Although the final HSR Rules have removed several of the most burdensome provisions from the initial proposal, merging parties will still be required to submit significantly more information and documentation than is currently required. This is particularly true for industries like life sciences, technology, and private equity. The FTC estimates that the implementation of these new rules could increase the average time per filing by three to five times.
The final HSR Rules raise at least four important issues for dealmakers to consider in their planning and strategy:
- Timing: The new rules will take effect no earlier than January 13, 2025. Any filings submitted after this date must comply with the new requirements, making it critical for parties to plan ahead, particularly in competitive deal processes.

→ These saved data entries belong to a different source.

//! Member CLI commands
//!
//! Implements CLI commands for managing the members of a month.

use clap::Subcommand;

use super::coerce_input;
use crate::display::{format_member_details, format_member_table, format_settlement};
use crate::error::{MessError, MessResult};
use crate::models::MemberUpdate;
use crate::services::MessService;

/// Member subcommands
#[derive(Subcommand)]
pub enum MemberCommands {
    /// Add a member to the month
    Add {
        /// Member name
        name: String,
        /// Meals eaten so far (e.g., "12" or "12.5")
        #[arg(long)]
        meals: Option<String>,
        /// Amount spent on bazar so far
        #[arg(long)]
        bazar: Option<String>,
    },
    /// List members with their costs and balances
    List,
    /// Show member details
    Show {
        /// Member name or ID
        member: String,
    },
    /// Edit a member's name, meals or bazar spend
    Edit {
        /// Member name or ID
        member: String,
        /// New name
        #[arg(short, long)]
        name: Option<String>,
        /// New meal count
        #[arg(short, long)]
        meals: Option<String>,
        /// New bazar total
        #[arg(short, long)]
        bazar: Option<String>,
    },
    /// Remove a member from the month
    Delete {
        /// Member name or ID
        member: String,
    },
}

/// Handle a member command
pub fn handle_member_command(
    service: &MessService,
    symbol: &str,
    cmd: MemberCommands,
) -> MessResult<()> {
    match cmd {
        MemberCommands::Add { name, meals, bazar } => {
            let mut member = service.add_member(&name)?;

            let update = MemberUpdate {
                name: None,
                meals: meals.as_deref().map(|s| coerce_input("meals", s)),
                bazar_cost: bazar.as_deref().map(|s| coerce_input("bazar", s)),
            };
            if !update.is_empty() {
                member = service.update_member(&member.id, update)?;
            }

            println!("Added member: {} ({})", member.name, service.month());
            println!("  ID: {}", member.id);
        }

        MemberCommands::List => {
            let settlement = service.settlement()?;
            print!("{}", format_member_table(&settlement, symbol));
        }

        MemberCommands::Show { member } => {
            let found = service.require_member(&member)?;
            let settlement = service.settlement()?;
            let row = settlement
                .members
                .iter()
                .find(|row| row.member.id == found.id)
                .ok_or_else(|| MessError::member_not_found(&member))?;

            print!("{}", format_member_details(row, symbol));
        }

        MemberCommands::Edit {
            member,
            name,
            meals,
            bazar,
        } => {
            let found = service.require_member(&member)?;

            let update = MemberUpdate {
                name,
                meals: meals.as_deref().map(|s| coerce_input("meals", s)),
                bazar_cost: bazar.as_deref().map(|s| coerce_input("bazar", s)),
            };

            if update.is_empty() {
                println!("No changes specified. Use --name, --meals or --bazar.");
                return Ok(());
            }

            let updated = service.update_member(&found.id, update)?;
            let balance = service.member_balance(&updated.id)?;
            println!("Updated member: {}", updated.name);
            println!("  Balance: {}", format_settlement(balance.balance, symbol));
        }

        MemberCommands::Delete { member } => {
            let found = service.require_member(&member)?;
            let deleted = service.delete_member(&found.id)?;
            println!("Deleted member: {} ({})", deleted.name, service.month());
        }
    }

    Ok(())
}
//! Shared expense categories
//!
//! Shared costs are the fixed monthly bills split equally per head regardless
//! of meal count. The set of categories is closed: every record carries all
//! five, defaulting to zero.

use serde::{Deserialize, Serialize};
use std::fmt;
use std::str::FromStr;

/// One of the fixed shared expense categories
#[derive(Debug, Clone, Copy, PartialEq, Eq, Hash, Serialize, Deserialize)]
#[serde(rename_all = "lowercase")]
pub enum SharedCategory {
    /// Housekeeping / maid ("bua")
    Bua,
    Wifi,
    Electricity,
    Gas,
    Other,
}

impl SharedCategory {
    /// All categories in display order
    pub fn all() -> &'static [SharedCategory] {
        &[
            Self::Bua,
            Self::Wifi,
            Self::Electricity,
            Self::Gas,
            Self::Other,
        ]
    }

    /// The persisted key of this category
    pub fn key(&self) -> &'static str {
        match self {
            Self::Bua => "bua",
            Self::Wifi => "wifi",
            Self::Electricity => "electricity",
            Self::Gas => "gas",
            Self::Other => "other",
        }
    }

    /// Human-readable label
    pub fn label(&self) -> &'static str {
        match self {
            Self::Bua => "Bua / Maid Cost",
            Self::Wifi => "Wifi Internet",
            Self::Electricity => "Electricity Bill",
            Self::Gas => "Gas Bill",
            Self::Other => "Other Shared Expenses",
        }
    }
}

impl fmt::Display for SharedCategory {
    fn fmt(&self, f: &mut fmt::Formatter<'_>) -> fmt::Result {
        write!(f, "{}", self.key())
    }
}

impl FromStr for SharedCategory {
    type Err = SharedCategoryParseError;

    fn from_str(s: &str) -> Result<Self, Self::Err> {
        match s.trim().to_lowercase().as_str() {
            "bua" | "maid" | "housekeeping" => Ok(Self::Bua),
            "wifi" | "internet" => Ok(Self::Wifi),
            "electricity" | "electric" => Ok(Self::Electricity),
            "gas" => Ok(Self::Gas),
            "other" => Ok(Self::Other),
            _ => Err(SharedCategoryParseError(s.to_string())),
        }
    }
}

/// Error returned for an unknown category key
#[derive(Debug, Clone, PartialEq, Eq)]
pub struct SharedCategoryParseError(pub String);

impl fmt::Display for SharedCategoryParseError {
    fn fmt(&self, f: &mut fmt::Formatter<'_>) -> fmt::Result {
        write!(
            f,
            "Unknown shared expense category '{}' (expected one of: bua, wifi, electricity, gas, other)",
            self.0
        )
    }
}

impl std::error::Error for SharedCategoryParseError {}

/// Amounts for every shared expense category of one month
#[derive(Debug, Clone, Copy, PartialEq, Default, Serialize, Deserialize)]
pub struct SharedExpenses {
    #[serde(default)]
    pub bua: f64,
    #[serde(default)]
    pub wifi: f64,
    #[serde(default)]
    pub electricity: f64,
    #[serde(default)]
    pub gas: f64,
    #[serde(default)]
    pub other: f64,
}

impl SharedExpenses {
    pub fn get(&self, category: SharedCategory) -> f64 {
        match category {
            SharedCategory::Bua => self.bua,
            SharedCategory::Wifi => self.wifi,
            SharedCategory::Electricity => self.electricity,
            SharedCategory::Gas => self.gas,
            SharedCategory::Other => self.other,
        }
    }

    /// Return a copy with one category replaced
    pub fn with(&self, category: SharedCategory, amount: f64) -> Self {
        let mut updated = *self;
        match category {
            SharedCategory::Bua => updated.bua = amount,
            SharedCategory::Wifi => updated.wifi = amount,
            SharedCategory::Electricity => updated.electricity = amount,
            SharedCategory::Gas => updated.gas = amount,
            SharedCategory::Other => updated.other = amount,
        }
        updated
    }

    /// Iterate `(category, amount)` pairs in display order
    pub fn entries(&self) -> impl Iterator<Item = (SharedCategory, f64)> + '_ {
        SharedCategory::all().iter().map(move |c| (*c, self.get(*c)))
    }

    /// Sum of all five categories
    pub fn total(&self) -> f64 {
        self.entries().map(|(_, amount)| amount).sum()
    }
}
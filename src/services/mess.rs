//! Mess service
//!
//! Applies member and shared expense edits to the record of one selected
//! month. Every mutation reads the current record (creating it on first
//! access), builds the updated record, swaps it into the store and then saves
//! best-effort. Derived figures are always recomputed from the stored record.

use tracing::{debug, info};

use crate::config::settings::NegativeAmountPolicy;
use crate::error::{MessError, MessResult};
use crate::models::{Member, MemberId, MemberUpdate, MonthKey, MonthlyRecord, SharedCategory};
use crate::services::allocation::{
    compute_member_balance, compute_summary, settle_month, MemberBalance, MonthlySettlement,
    SummaryStats,
};
use crate::storage::Storage;

/// Service for editing one month of mess data
pub struct MessService<'a> {
    storage: &'a Storage,
    month: MonthKey,
    negative_amounts: NegativeAmountPolicy,
}

impl<'a> MessService<'a> {
    /// Open the given month, creating its record on first access
    pub fn open(
        storage: &'a Storage,
        month: MonthKey,
        negative_amounts: NegativeAmountPolicy,
    ) -> MessResult<Self> {
        if storage.records.get(month)?.is_none() {
            storage.records.get_or_create(month)?;
            storage.persist();
        }

        Ok(Self {
            storage,
            month,
            negative_amounts,
        })
    }

    pub fn month(&self) -> MonthKey {
        self.month
    }

    /// The current record of the selected month
    pub fn record(&self) -> MessResult<MonthlyRecord> {
        self.storage.records.get_or_create(self.month)
    }

    // === Member Operations ===

    /// Add a member with no meals and no bazar spend
    pub fn add_member(&self, name: &str) -> MessResult<Member> {
        let name = name.trim();
        let record = self.record()?;

        if record.members.iter().any(|m| m.has_name(name)) {
            return Err(MessError::Duplicate {
                entity_type: "Member",
                identifier: name.to_string(),
            });
        }

        let member = Member::new(name);
        member
            .validate()
            .map_err(|e| MessError::Validation(e.to_string()))?;

        self.commit(record.with_member_added(member.clone()))?;
        info!(month = %self.month, member = %member.name, "added member");

        Ok(member)
    }

    /// Find a member by name or ID
    pub fn find_member(&self, identifier: &str) -> MessResult<Option<Member>> {
        Ok(self.record()?.find_member(identifier).cloned())
    }

    /// Find a member by name or ID, failing if absent
    pub fn require_member(&self, identifier: &str) -> MessResult<Member> {
        self.find_member(identifier)?
            .ok_or_else(|| MessError::member_not_found(identifier))
    }

    /// Apply a partial update to a member
    pub fn update_member(&self, id: &MemberId, update: MemberUpdate) -> MessResult<Member> {
        let record = self.record()?;
        let current = record
            .get_member(id)
            .ok_or_else(|| MessError::member_not_found(id.short()))?;

        let update = MemberUpdate {
            name: update.name,
            meals: update.meals.map(|v| self.negative_amounts.apply(v)),
            bazar_cost: update.bazar_cost.map(|v| self.negative_amounts.apply(v)),
        };

        if let Some(new_name) = &update.name {
            let new_name = new_name.trim();
            if record
                .members
                .iter()
                .any(|m| m.id != *id && m.has_name(new_name))
            {
                return Err(MessError::Duplicate {
                    entity_type: "Member",
                    identifier: new_name.to_string(),
                });
            }
        }

        let updated = update.apply_to(current);
        updated
            .validate()
            .map_err(|e| MessError::Validation(e.to_string()))?;

        self.commit(record.with_member_updated(id, &update))?;
        debug!(month = %self.month, member = %updated.name, "updated member");

        Ok(updated)
    }

    /// Remove a member from the month
    pub fn delete_member(&self, id: &MemberId) -> MessResult<Member> {
        let record = self.record()?;
        let member = record
            .get_member(id)
            .cloned()
            .ok_or_else(|| MessError::member_not_found(id.short()))?;

        self.commit(record.with_member_removed(id))?;
        info!(month = %self.month, member = %member.name, "deleted member");

        Ok(member)
    }

    // === Shared Expense Operations ===

    /// Set the amount of one shared expense category
    pub fn set_shared_expense(&self, category: SharedCategory, amount: f64) -> MessResult<f64> {
        if !amount.is_finite() {
            return Err(MessError::Validation(format!(
                "Amount for {} must be a finite number",
                category
            )));
        }

        let amount = self.negative_amounts.apply(amount);
        let record = self.record()?;
        self.commit(record.with_shared_expense(category, amount))?;
        debug!(month = %self.month, %category, amount, "set shared expense");

        Ok(amount)
    }

    // === Derived Figures ===

    pub fn summary(&self) -> MessResult<SummaryStats> {
        let record = self.record()?;
        Ok(compute_summary(&record.members, &record.shared_expenses))
    }

    pub fn member_balance(&self, id: &MemberId) -> MessResult<MemberBalance> {
        let record = self.record()?;
        let member = record
            .get_member(id)
            .ok_or_else(|| MessError::member_not_found(id.short()))?;
        let summary = compute_summary(&record.members, &record.shared_expenses);
        Ok(compute_member_balance(member, &summary, record.member_count()))
    }

    pub fn settlement(&self) -> MessResult<MonthlySettlement> {
        Ok(settle_month(&self.record()?))
    }

    fn commit(&self, record: MonthlyRecord) -> MessResult<()> {
        self.storage.records.replace(record)?;
        self.storage.persist();
        Ok(())
    }
}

- Early Termination: The FTC has announced, albeit reluctantly, that it will resume granting requests for early termination once the new rules are in place, a practice suspended since February 2021. However, it is unclear how frequently early termination will be granted.
- Signed Writing: While parties can still file based on a nonbinding term sheet or letter of intent, the new rules require more detailed terms to be included and disclosed. Additionally, merging parties with overlapping interests must disclose customer names, making it less likely that such transactions will remain confidential.
- Competitors, Suppliers, and Private Equity Filers: Transactions involving competitors, potential competitors, or supply arrangements between the parties, as well as those involving private equity, will require the collection and disclosure of significantly more information in the HSR filing.